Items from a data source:

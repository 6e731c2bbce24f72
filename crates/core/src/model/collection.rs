//! Static description of one resource collection.

use serde::{Deserialize, Serialize};

use crate::error::RegistryError;
use crate::resolver::template;

/// One independently-versioned, hierarchically-addressed resource type.
///
/// `ordered_params` lists the identifying parameters outermost-first; the
/// last entry is the terminal parameter naming the specific instance, which
/// can never come from a resolver or default. `relative_path` carries exactly
/// one `{param}` placeholder per ordered parameter, in the same order,
/// possibly interleaved with literal segments.
#[derive(Debug, Clone, Serialize, Deserialize, PartialEq, Eq)]
pub struct CollectionSchema {
    pub api_name: String,
    pub api_version: String,
    /// Dotted collection id, e.g. `svc.projects.widgets`.
    pub full_name: String,
    pub base_url: String,
    pub relative_path: String,
    pub ordered_params: Vec<String>,
}

impl CollectionSchema {
    pub fn new(
        api_name: impl Into<String>,
        api_version: impl Into<String>,
        full_name: impl Into<String>,
        base_url: impl Into<String>,
        relative_path: impl Into<String>,
        ordered_params: Vec<String>,
    ) -> Result<Self, RegistryError> {
        let schema = Self {
            api_name: api_name.into(),
            api_version: api_version.into(),
            full_name: full_name.into(),
            base_url: base_url.into(),
            relative_path: relative_path.into(),
            ordered_params,
        };
        schema.validate()?;
        Ok(schema)
    }

    /// Registration-time invariants. Also run by the registry, since schemas
    /// deserialized from a catalog file bypass [`CollectionSchema::new`].
    pub fn validate(&self) -> Result<(), RegistryError> {
        if self.ordered_params.is_empty() {
            return Err(RegistryError::MalformedSchema {
                collection: self.full_name.clone(),
                reason: "at least one ordered parameter is required".to_string(),
            });
        }
        let placeholders = template::parse_template(&self.relative_path);
        if placeholders != self.ordered_params {
            return Err(RegistryError::MalformedSchema {
                collection: self.full_name.clone(),
                reason: format!(
                    "template placeholders {:?} do not match ordered params {:?}",
                    placeholders, self.ordered_params
                ),
            });
        }
        Ok(())
    }

    /// The parameter denoting the specific instance.
    pub fn terminal_param(&self) -> Option<&str> {
        self.ordered_params.last().map(String::as_str)
    }
}

#[cfg(test)]
mod tests {
    use super::*;

    fn params(names: &[&str]) -> Vec<String> {
        names.iter().map(|n| n.to_string()).collect()
    }

    #[test]
    fn valid_schema_passes_validation() {
        let schema = CollectionSchema::new(
            "svc",
            "v1",
            "svc.projects.widgets",
            "https://svc.atlasapis.com/v1/",
            "projects/{project}/widgets/{widget}",
            params(&["project", "widget"]),
        )
        .unwrap();
        assert_eq!(schema.terminal_param(), Some("widget"));
    }

    #[test]
    fn placeholder_mismatch_is_a_config_error() {
        let err = CollectionSchema::new(
            "svc",
            "v1",
            "svc.projects.widgets",
            "https://svc.atlasapis.com/v1/",
            "projects/{project}/widgets/{name}",
            params(&["project", "widget"]),
        )
        .unwrap_err();
        assert!(matches!(err, RegistryError::MalformedSchema { .. }));
    }

    #[test]
    fn missing_placeholder_is_a_config_error() {
        let err = CollectionSchema::new(
            "svc",
            "v1",
            "svc.projects",
            "https://svc.atlasapis.com/v1/",
            "projects",
            params(&["project"]),
        )
        .unwrap_err();
        assert!(matches!(err, RegistryError::MalformedSchema { .. }));
    }

    #[test]
    fn empty_params_are_a_config_error() {
        let err = CollectionSchema::new(
            "svc",
            "v1",
            "svc.projects",
            "https://svc.atlasapis.com/v1/",
            "projects",
            vec![],
        )
        .unwrap_err();
        assert!(matches!(err, RegistryError::MalformedSchema { .. }));
    }
}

• Activity
All of the entries should be output exactly as they appear above.

• Task response
repository 6e731c2bbce24f72
filename crates/core/src/model/collection.rs
//! Static description of one resource collection.

use serde::{Deserialize, Serialize};

use crate::error::RegistryError;
use crate::resolver::template;

/// One independently-versioned, hierarchically-addressed resource type.
///
/// `ordered_params` lists the identifying parameters outermost-first; the
/// last entry is the terminal parameter naming the specific instance, which
/// can never come from a resolver or default. `relative_path` carries exactly
/// one `{param}` placeholder per ordered parameter, in the same order,
/// possibly interleaved with literal segments.
#[derive(Debug, Clone, Serialize, Deserialize, PartialEq, Eq)]
pub struct CollectionSchema {
    pub api_name: String,
    pub api_version: String,
    /// Dotted collection id, e.g. `svc.projects.widgets`.
    pub full_name: String,
    pub base_url: String,
    pub relative_path: String,
    pub ordered_params: Vec<String>,
}

impl CollectionSchema {
    pub fn new(
        api_name: impl Into<String>,
        api_version: impl Into<String>,
        full_name: impl Into<String>,
        base_url: impl Into<String>,
        relative_path: impl Into<String>,
        ordered_params: Vec<String>,
    ) -> Result<Self, RegistryError> {
        let schema = Self {
            api_name: api_name.into(),
            api_version: api_version.into(),
            full_name: full_name.into(),
            base_url: base_url.into(),
            relative_path: relative_path.into(),
            ordered_params,
        };
        schema.validate()?;
        Ok(schema)
    }

    /// Registration-time invariants. Also run by the registry, since schemas
    /// deserialized from a catalog file bypass [`CollectionSchema::new`].
    pub fn validate(&self) -> Result<(), RegistryError> {
        if self.ordered_params.is_empty() {
            return Err(RegistryError::MalformedSchema {
                collection: self.full_name.clone(),
                reason: "at least one ordered parameter is required".to_string(),
            });
        }
        let placeholders = template::parse_template(&self.relative_path);
        if placeholders != self.ordered_params {
            return Err(RegistryError::MalformedSchema {
                collection: self.full_name.clone(),
                reason: format!(
                    "template placeholders {:?} do not match ordered params {:?}",
                    placeholders, self.ordered_params
                ),
            });
        }
        Ok(())
    }

    /// The parameter denoting the specific instance.
    pub fn terminal_param(&self) -> Option<&str> {
        self.ordered_params.last().map(String::as_str)
    }
}

#[cfg(test)]
mod tests {
    use super::*;

    fn params(names: &[&str]) -> Vec<String> {
        names.iter().map(|n| n.to_string()).collect()
    }

    #[test]
    fn valid_schema_passes_validation() {
        let schema = CollectionSchema::new(
            "svc",
            "v1",
            "svc.projects.widgets",
            "https://svc.atlasapis.com/v1/",
            "projects/{project}/widgets/{widget}",
            params(&["project", "widget"]),
        )
        .unwrap();
        assert_eq!(schema.terminal_param(), Some("widget"));
    }

    #[test]
    fn placeholder_mismatch_is_a_config_error() {
        let err = CollectionSchema::new(
            "svc",
            "v1",
            "svc.projects.widgets",
            "https://svc.atlasapis.com/v1/",
            "projects/{project}/widgets/{name}",
            params(&["project", "widget"]),
        )
        .unwrap_err();
        assert!(matches!(err, RegistryError::MalformedSchema { .. }));
    }

    #[test]
    fn missing_placeholder_is_a_config_error() {
        let err = CollectionSchema::new(
            "svc",
            "v1",
            "svc.projects",
            "https://svc.atlasapis.com/v1/",
            "projects",
            params(&["project"]),
        )
        .unwrap_err();
        assert!(matches!(err, RegistryError::MalformedSchema { .. }));
    }

    #[test]
    fn empty_params_are_a_config_error() {
        let err = CollectionSchema::new(
            "svc",
            "v1",
            "svc.projects",
            "https://svc.atlasapis.com/v1/",
            "projects",
            vec![],
        )
        .unwrap_err();
        assert!(matches!(err, RegistryError::MalformedSchema { .. }));
    }
}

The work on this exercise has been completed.